Late last week, as the official motion picture trailer for “Top Gun: Maverick” raced around social media, among the questions without easy answer was how was Pete “Maverick” Mitchell still feeling the need for speed as a 57-year-old captain with 30-plus years of service?
Paramount Pictures hasn’t released much about the plot of what will presumably be a summer 2020 blockbuster, and all fans have to go on are film industry site IMDB and what’s in the trailer released last week. However, the trailer addresses how odd it would be to have a captain in his late 50s when his peer group would have either made flag officer or hit the statutory retirement of 30 years of service.
In the trailer, Ed Harris’ character, an unidentified rear admiral, gives a brief overview of Maverick’s career.
“Thirty-plus years of service. Combat medals, citations, the only man to shoot down three enemy planes in the last 40 years. Yet you can’t get a promotion, you won’t retire, and despite your best efforts you refuse to die,” he said.
“You should be at least a two-star admiral by now. Yet here you are. Captain. Why is that?”
Could a real-world Capt. Mitchell still fly missions 33 years after audiences first saw the iconic naval aviator buzz control towers in the 1986 blockbuster “Top Gun”?
The short answer is yes, the Navy Personnel Command told USNI News on Monday. However, the scenarios run from unlikely to far-fetched.
The most straightforward answer to have a captain with 35-plus years of service is for the captain to have previous enlisted experience. In the case of Maverick, this scenario doesn’t fit with the movie’s timeline – Maverick was a lieutenant in 1986.
Another possible scenario occurs if there’s a break in service. For instance, perhaps at some point after the famous incident involving MiGs of uncertain origin over the Indian Ocean, as depicted in the first “Top Gun,” Maverick left active duty and did some time in the Navy Reserve. Then later, he returned to active duty. With more than five years in the reserves, Maverick could be pushing 37 years in uniform.
The final scenario for Maverick would be if he were retired but retained in service, a scenario that keeps individuals in uniform after reaching their statutory retirement. Generally speaking, cases of individuals being retired but retained are rare, but not unheard of, according to Naval Personnel Command.
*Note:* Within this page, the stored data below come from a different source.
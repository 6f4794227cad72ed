// SPDX-License-Identifier: MIT OR Apache-2.0
//! End-to-end behavior of the physics system through its public API.

use glam::{DVec2, DVec3};
use planar_physics::{
    AxisPlane, BodyAttr, BodyConfig, BodyType, ChassisSource, Endpoint, JointConfig, JointKindConfig, PhysicsError,
    PhysicsSystem, ShapeConfig, ShapeKind, SleepMode, SpringConfig, SpringKindConfig, VehicleConfig,
    VehicleControls, WorldSettings, FIXED_TIME_STEP,
};
use planar_scene::{EntityData, EntityId, SceneData, Transform};

fn scene_with(names: &[&str]) -> (SceneData, Vec<EntityId>) {
    let mut scene = SceneData::new();
    let ids = names
        .iter()
        .enumerate()
        .map(|(i, name)| {
            let position = DVec3::new(i as f64 * 2.0, 0.0, 1.0);
            scene.add_entity(EntityData::new(*name).with_transform(Transform::from_position(position)))
        })
        .collect();
    (scene, ids)
}

fn system() -> PhysicsSystem {
    PhysicsSystem::new(&WorldSettings::default()).unwrap()
}

#[test]
fn test_projection_round_trip_every_plane() {
    let position = DVec3::new(3.25, -1.5, 8.0);
    for plane in [AxisPlane::XY, AxisPlane::XZ, AxisPlane::YZ] {
        let mut euler = DVec3::ZERO;
        euler[plane.normal_axis()] = 33.0;
        let (back, rotation) = plane.unproject(plane.project(position, euler), position);
        assert_eq!(back, position, "{plane:?}");
        assert!((rotation[plane.normal_axis()] - 33.0).abs() < 1e-9, "{plane:?}");
    }
}

#[test]
fn test_step_is_bounded_by_sub_step_cap() {
    let (mut scene, ids) = scene_with(&["Falling"]);
    let mut system = system();
    system.add_body(ids[0], BodyConfig::default(), &scene).unwrap();

    let report = system.update(1.0, &mut scene);
    assert_eq!(report.sub_steps, 10);
    assert!((report.simulated_time - 10.0 * FIXED_TIME_STEP).abs() < 1e-12);
    assert!(report.dropped_time > 0.0);

    let report = system.update(3.0 * FIXED_TIME_STEP, &mut scene);
    assert_eq!(report.sub_steps, 3);
    assert_eq!(report.dropped_time, 0.0);

    let report = system.update(0.0, &mut scene);
    assert_eq!(report.sub_steps, 0);
}

#[test]
fn test_joint_attached_once_in_any_order() {
    #[derive(Clone, Copy)]
    enum Step {
        BodyA,
        BodyB,
        Joint,
    }
    let orders = [
        [Step::Joint, Step::BodyA, Step::BodyB],
        [Step::Joint, Step::BodyB, Step::BodyA],
        [Step::BodyA, Step::Joint, Step::BodyB],
        [Step::BodyB, Step::Joint, Step::BodyA],
        [Step::BodyA, Step::BodyB, Step::Joint],
        [Step::BodyB, Step::BodyA, Step::Joint],
    ];

    for order in orders {
        let (scene, ids) = scene_with(&["A", "B"]);
        let mut system = system();
        let mut joint = None;
        for step in order {
            match step {
                Step::BodyA => {
                    system.add_body(ids[0], BodyConfig::default(), &scene).unwrap();
                }
                Step::BodyB => {
                    system.add_body(ids[1], BodyConfig::default(), &scene).unwrap();
                }
                Step::Joint => {
                    joint = Some(system.add_joint(ids[0], JointConfig::new(JointKindConfig::distance(), ids[1])));
                }
            }
        }
        let joint = system.joint(joint.unwrap()).unwrap();
        assert!(!joint.is_pending());
        assert!(joint.handle().is_some());
        assert_eq!(system.controller().world().joint_count(), 1);
    }
}

#[test]
fn test_static_body_mass_stays_zero() {
    let (scene, ids) = scene_with(&["Ground"]);
    let mut system = system();
    let body = system.add_body(ids[0], BodyConfig::of_type(BodyType::Static), &scene).unwrap();

    for mass in [0.0, 1.0, 250.0] {
        system.set_body_attr(ids[0], BodyAttr::Mass(mass)).unwrap();
        assert_eq!(system.controller().world().body(body).unwrap().effective_mass(), 0.0);
    }
}

#[test]
fn test_shape_toggle_leaves_single_attachment() {
    let (scene, ids) = scene_with(&["Box"]);
    let mut system = system();
    let body = system.add_body(ids[0], BodyConfig::default(), &scene).unwrap();
    let shape = system.add_shape(ids[0], ShapeConfig::rectangle()).unwrap();

    system.set_shape_enabled(ids[0], ShapeKind::Box, true).unwrap();
    system.set_shape_enabled(ids[0], ShapeKind::Box, false).unwrap();
    system.set_shape_enabled(ids[0], ShapeKind::Box, true).unwrap();
    assert_eq!(system.controller().world().body(body).unwrap().shapes(), &[shape]);
}

#[test]
fn test_invalid_bitmask_rejected_at_configuration() {
    let (_, ids) = scene_with(&["Box"]);
    let mut system = system();
    let config = ShapeConfig {
        collision_mask: "0101".to_string(),
        ..ShapeConfig::rectangle()
    };
    let err = system.add_shape(ids[0], config).unwrap_err();
    assert!(matches!(err, PhysicsError::InvalidBitmask(_)));
    assert!(system.shape(ids[0], ShapeKind::Box).is_none());
}

#[test]
fn test_vehicle_throttle_brake_reverse() {
    let (mut scene, ids) = scene_with(&["Car"]);
    let mut system = system();
    let config = VehicleConfig {
        chassis: ChassisSource::Standalone(BodyConfig::default()),
        ..Default::default()
    };
    let vehicle = system.add_vehicle(ids[0], config, &scene).unwrap();
    let back_wheel = |system: &PhysicsSystem| {
        let handle = system.vehicle(vehicle).unwrap().handle().unwrap();
        let back = &system.controller().world().vehicle(handle).unwrap().back;
        (back.engine_force, back.brake_force)
    };

    let mut drive = |system: &mut PhysicsSystem, velocity: DVec2, controls: VehicleControls| {
        system.set_body_attr(ids[0], BodyAttr::Velocity(velocity)).unwrap();
        system.set_vehicle_controls(vehicle, controls).unwrap();
        system.update(0.0, &mut scene);
    };

    let throttle = VehicleControls {
        throttle: true,
        ..Default::default()
    };
    let brake = VehicleControls {
        brake: true,
        ..Default::default()
    };

    drive(&mut system, DVec2::ZERO, throttle);
    assert_eq!(back_wheel(&system), (7.0, 0.0));

    drive(&mut system, DVec2::new(0.0, 0.05), brake);
    assert_eq!(back_wheel(&system), (-2.0, 0.0));

    drive(&mut system, DVec2::new(0.0, 0.5), brake);
    assert_eq!(back_wheel(&system), (0.0, 5.0));

    drive(&mut system, DVec2::ZERO, VehicleControls::default());
    assert_eq!(back_wheel(&system), (0.0, 0.0));
}

#[test]
fn test_dynamic_pull_keeps_out_of_plane_coordinate() {
    let (mut scene, ids) = scene_with(&["Falling"]);
    let settings = WorldSettings {
        axis_plane: AxisPlane::XZ,
        ..Default::default()
    };
    let mut system = PhysicsSystem::new(&settings).unwrap();
    system.add_body(ids[0], BodyConfig::default(), &scene).unwrap();

    system.update(0.5, &mut scene);
    let transform = scene.transform(&ids[0]).unwrap();
    assert_eq!(transform.position.y, 0.0);
    // Gravity pulls along -2D y, which is +Z in the XZ plane
    assert!(transform.position.z > 1.0);
}

#[test]
fn test_spring_attached_once_in_any_order() {
    let orders: [[usize; 3]; 6] = [[2, 0, 1], [2, 1, 0], [0, 2, 1], [1, 2, 0], [0, 1, 2], [1, 0, 2]];

    for order in orders {
        let (scene, ids) = scene_with(&["A", "B"]);
        let mut system = system();
        let mut spring = None;
        for step in order {
            match step {
                2 => spring = Some(system.add_spring(ids[0], SpringConfig::new(SpringKindConfig::linear(), ids[1]))),
                body => {
                    system.add_body(ids[body], BodyConfig::default(), &scene).unwrap();
                }
            }
        }
        let spring = system.spring(spring.unwrap()).unwrap();
        assert!(!spring.is_pending(), "{order:?}");
        assert!(spring.handle().is_some(), "{order:?}");
        assert_eq!(system.controller().world().spring_count(), 1, "{order:?}");
    }
}

#[test]
fn test_spring_endpoint_change_rebuilds() {
    let (scene, ids) = scene_with(&["A", "B", "C"]);
    let mut system = system();
    let bodies: Vec<_> = ids
        .iter()
        .map(|id| system.add_body(*id, BodyConfig::default(), &scene).unwrap())
        .collect();
    let id = system.add_spring(ids[0], SpringConfig::new(SpringKindConfig::linear(), ids[1]));
    let first = system.spring(id).unwrap().handle().unwrap();

    system.set_spring_endpoint(id, Endpoint::B, Some(ids[2])).unwrap();
    let second = system.spring(id).unwrap().handle().unwrap();
    assert_ne!(first, second);
    let world = system.controller().world();
    assert!(world.spring(first).is_none());
    assert_eq!(world.spring(second).unwrap().body_b, bodies[2]);
    assert_eq!(world.spring_count(), 1);
    assert!(system.registry().subscribers(ids[1]).is_empty());

    system.set_spring_endpoint(id, Endpoint::B, None).unwrap();
    assert!(system.spring(id).unwrap().is_pending());
    assert_eq!(system.controller().world().spring_count(), 0);
}

#[test]
fn test_sibling_vehicle_waits_for_chassis() {
    let (scene, ids) = scene_with(&["Car"]);
    let mut system = system();
    let vehicle = system.add_vehicle(ids[0], VehicleConfig::default(), &scene).unwrap();
    assert!(system.vehicle(vehicle).unwrap().handle().is_none());
    assert_eq!(system.controller().world().vehicle_count(), 0);

    let body = system.add_body(ids[0], BodyConfig::default(), &scene).unwrap();
    let binding = system.vehicle(vehicle).unwrap();
    assert_eq!(binding.chassis(), Some(body));
    assert!(binding.handle().is_some());
    assert!(!binding.owns_chassis());
    assert_eq!(system.controller().world().vehicle_count(), 1);

    system.remove_body(ids[0]).unwrap();
    assert!(system.vehicle(vehicle).unwrap().handle().is_none());
    assert_eq!(system.controller().world().vehicle_count(), 0);
}

fn anchored_chain(island_split: bool) -> Vec<DVec3> {
    let (mut scene, ids) = scene_with(&["Anchor", "Bob1", "Bob2"]);
    let settings = WorldSettings {
        island_split,
        solver_iterations: 20,
        ..Default::default()
    };
    let mut system = PhysicsSystem::new(&settings).unwrap();
    system.add_joint(ids[0], JointConfig::new(JointKindConfig::distance(), ids[1]));
    system.add_joint(ids[1], JointConfig::new(JointKindConfig::distance(), ids[2]));
    system.add_body(ids[0], BodyConfig::of_type(BodyType::Static), &scene).unwrap();
    system.add_body(ids[1], BodyConfig::default(), &scene).unwrap();
    system.add_body(ids[2], BodyConfig::default(), &scene).unwrap();

    for _ in 0..60 {
        system.update(FIXED_TIME_STEP, &mut scene);
    }
    ids.iter().map(|id| scene.transform(id).unwrap().position).collect()
}

#[test]
fn test_island_split_does_not_change_result() {
    let split = anchored_chain(true);
    assert_eq!(split, anchored_chain(false));
    assert!(split[2].y < 0.0);
}

#[test]
fn test_island_sleeping_waits_for_whole_island() {
    let (mut scene, ids) = scene_with(&["Restless", "Partner", "Loner"]);
    let settings = WorldSettings {
        gravity: DVec2::ZERO,
        sleep_mode: SleepMode::IslandSleeping,
        ..Default::default()
    };
    let mut system = PhysicsSystem::new(&settings).unwrap();
    let restless = BodyConfig {
        allow_sleep: false,
        ..Default::default()
    };
    system.add_body(ids[0], restless, &scene).unwrap();
    let partner = system.add_body(ids[1], BodyConfig::default(), &scene).unwrap();
    let loner = system.add_body(ids[2], BodyConfig::default(), &scene).unwrap();
    system.add_spring(ids[0], SpringConfig::new(SpringKindConfig::linear(), ids[1]));

    for _ in 0..120 {
        system.update(FIXED_TIME_STEP, &mut scene);
    }
    let world = system.controller().world();
    assert!(world.body(loner).unwrap().is_sleeping());
    assert!(!world.body(partner).unwrap().is_sleeping());
}

#[test]
fn test_axis_locks_hold_position() {
    let (mut scene, ids) = scene_with(&["LockedY", "LockedX"]);
    let mut system = system();
    system.controller_mut().set_gravity(DVec2::new(4.0, -9.81));
    let locked_y = BodyConfig {
        fixed_y: true,
        ..Default::default()
    };
    let locked_x = BodyConfig {
        fixed_x: true,
        ..Default::default()
    };
    system.add_body(ids[0], locked_y, &scene).unwrap();
    system.add_body(ids[1], locked_x, &scene).unwrap();

    system.update(0.1, &mut scene);
    let slider = scene.transform(&ids[0]).unwrap().position;
    assert_eq!(slider.y, 0.0);
    assert!(slider.x > 0.0);
    let faller = scene.transform(&ids[1]).unwrap().position;
    assert_eq!(faller.x, 2.0);
    assert!(faller.y < 0.0);
}

#[test]
fn test_disabled_body_keeps_dependents_attached() {
    let (mut scene, ids) = scene_with(&["Pivot", "Bob"]);
    let mut system = system();
    let pivot = system.add_body(ids[0], BodyConfig::of_type(BodyType::Static), &scene).unwrap();
    system.add_body(ids[1], BodyConfig::default(), &scene).unwrap();
    let joint = system.add_joint(ids[0], JointConfig::new(JointKindConfig::distance(), ids[1]));
    let handle = system.joint(joint).unwrap().handle();

    system.set_body_enabled(ids[0], false, &scene).unwrap();
    assert!(!system.controller().world().body(pivot).unwrap().in_world());
    assert_eq!(system.joint(joint).unwrap().handle(), handle);
    assert_eq!(system.controller().world().joint_count(), 1);

    // Without its pivot in the world the bob falls freely
    for _ in 0..30 {
        system.update(FIXED_TIME_STEP, &mut scene);
    }
    let bob = scene.transform(&ids[1]).unwrap().position;
    assert!((bob.x - 2.0).abs() < 1e-9);
    assert!(bob.y < -0.5);

    system.set_body_enabled(ids[0], true, &scene).unwrap();
    assert!(system.controller().world().body(pivot).unwrap().in_world());
    assert_eq!(system.joint(joint).unwrap().handle(), handle);
}

#[test]
fn test_inactive_entity_leaves_world() {
    let (mut scene, ids) = scene_with(&["Root", "Child", "Other"]);
    scene.set_parent(ids[1], Some(ids[0])).unwrap();
    let mut system = system();
    let body = system.add_body(ids[1], BodyConfig::default(), &scene).unwrap();
    let shape = system.add_shape(ids[1], ShapeConfig::circle()).unwrap();
    system.add_body(ids[2], BodyConfig::default(), &scene).unwrap();
    system.add_joint(ids[1], JointConfig::new(JointKindConfig::distance(), ids[2]));
    system.add_vehicle(ids[1], VehicleConfig::default(), &scene).unwrap();

    scene.set_active(ids[0], false).unwrap();
    system.update(0.0, &mut scene);
    let world = system.controller().world();
    assert!(!world.body(body).unwrap().in_world());
    assert!(world.body(body).unwrap().shapes().is_empty());
    assert_eq!(world.joint_count(), 0);
    assert_eq!(world.vehicle_count(), 0);

    scene.set_active(ids[0], true).unwrap();
    system.update(0.0, &mut scene);
    let world = system.controller().world();
    assert!(world.body(body).unwrap().in_world());
    assert_eq!(world.body(body).unwrap().shapes(), &[shape]);
    assert_eq!(world.joint_count(), 1);
    assert_eq!(world.vehicle_count(), 1);
}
While the longevity of Maverick’s career in uniform would be rare, recent changes to personnel regulations make it more possible for such a career path. Included in the Fiscal Year 2019 National Defense Authorization Act are changes allowing service branches to extend the active duty service of individuals based upon needs of the service and board action, according to the Naval Personnel Command. This scenario probably does not apply to Maverick because of his mandatory retirement time that occurred years ago. The changes do create a plausible scenario in the future for individuals with special skills to remain in uniform longer.
The Navy does have a few instances where individuals did serve long past their mandatory retirement.
Rear Adm. Grace Hopper, a pioneer in computer science, retired from the Navy Reserve in 1966 as a commander at the age of 60. She was recalled to active duty in 1967 and served for 19 years, ultimately retiring in 1986 at the rank of rear admiral. At the time of her retirement, Hopper, then 79, was the oldest commissioned officer in the Navy.
Adm. Hyman Rickover, regarded as the father of the nuclear Navy, was nearly forced to retire as a captain. Rickover was passed over twice for flag officer before being promoted, reportedly after the Senate Armed Services Committee pushed for Rickover’s promotion. He continued serving before retiring in January 1982, nearly 60 years after graduating from the U.S. Naval Academy.